More tick collection and animal serosurvey studies are needed to see if transmission cycles are active in Illinois, but researchers' detection of the ticks in the northern edge of their distribution range in Kankakee County was surprising, and the study suggests that they are established there at high densities. "Consequently, diseases associated with A. americanum ticks must be on the radar of physicians and public health officials throughout Illinois," the authors wrote.
Jun 10 Emerg Infect Dis report
Study links cases of Legionnaires' disease to toilet flushing
Yesterday in a separate Emerging Infectious Diseases report, French researchers describe two cases of healthcare-associated Legionnaires' disease linked to flushing toilets, writing that it could be a transmission route for the Legionella pneumophila bacteria.
The patients were an 18-year-old woman and a 51-year-old man, both hospitalized in the same room of a hematology unit in France, 5 months apart. Samples from the patients showed they had the same bacterial infection, but water from the sink in each room and from the shower, shared by all of the unit's patients, was filtered through 0.1-micrometer pore filters.
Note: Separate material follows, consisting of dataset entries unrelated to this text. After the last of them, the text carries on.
//! Domain error taxonomy.
//!
//! Authentication failures carry no detail about which part of the
//! credential check failed. `PermissionDenied` names the missing scope and
//! nothing else.

#[derive(Debug, thiserror::Error)]
pub enum CoreError {
    /// Username unknown, password mismatch, or account deactivated.
    #[error("Invalid username or password")]
    InvalidCredentials,

    /// Token signature or structure is invalid.
    #[error("Invalid token")]
    InvalidToken,

    /// Token was valid once but its expiry has passed.
    #[error("Token expired")]
    TokenExpired,

    /// Token decoded but its claims are unusable (e.g. empty subject).
    #[error("Malformed claims")]
    MalformedClaims,

    /// Caller lacks the named scope (`module1` or `module1.script_name`).
    #[error("Permission denied. Required permission: {scope}")]
    PermissionDenied { scope: String },

    /// The execution backend could not be reached or timed out.
    #[error("Job queue unavailable: {0}")]
    QueueUnavailable(String),

    #[error("Entity not found: {entity} {id}")]
    NotFound { entity: &'static str, id: String },
}
//! Job record entity model and DTOs.

use serde::Serialize;
use sqlx::FromRow;
use zeus_core::job::JobStatus;
use zeus_core::types::{DbId, Timestamp};

/// A row from the `jobs` table: the local mirror of one externally
/// executing job, keyed by the backend's `external_id`.
#[derive(Debug, Clone, FromRow, Serialize)]
pub struct Job {
    #[serde(skip)]
    pub id: DbId,
    #[serde(rename = "job_id")]
    pub external_id: String,
    pub module_name: String,
    pub script_name: Option<String>,
    #[serde(skip)]
    pub submitted_by: DbId,
    pub status: String,
    pub parameters: serde_json::Value,
    pub result: Option<serde_json::Value>,
    #[serde(rename = "error")]
    pub error_message: Option<String>,
    pub created_at: Timestamp,
    pub updated_at: Timestamp,
}

impl Job {
    /// Typed view of the stored status string.
    pub fn job_status(&self) -> JobStatus {
        JobStatus::from_str(&self.status)
    }
}

/// DTO for recording a dispatched job.
///
/// Upserted on `external_id`: a colliding dispatch overwrites parameters
/// and resets the record to pending instead of erroring.
#[derive(Debug, Clone)]
pub struct RecordJob {
    pub external_id: String,
    pub module_name: String,
    pub script_name: Option<String>,
    pub submitted_by: DbId,
    pub parameters: serde_json::Value,
}

/// Query parameters for the job history listing.
#[derive(Debug, serde::Deserialize)]
pub struct JobListQuery {
    /// Maximum number of results. Defaults to 50, capped at 100.
    pub limit: Option<i64>,
    /// Number of results to skip. Defaults to 0.
    pub offset: Option<i64>,
}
Both patients also drank only bottled water and did not take showers during their hospital stay, and there was no cooling tower within the hospital, the authors said.
"However, sampling of the water from the toilet bowl in room 1 showed contamination," the authors said. The authors concluded that the infections were probably caused by L. pneumophila transmitted through contaminated toilet water that became aerosolized during flushing.
"We reached this conclusion because we found little to no detectable difference between whole genomes in isolates obtained from 2 patients hospitalized 5 months apart in the same room and those from the toilet in that room," they wrote. "The other commonly suspected sources, in this case the shower and the sink, tested negative for L. pneumophila."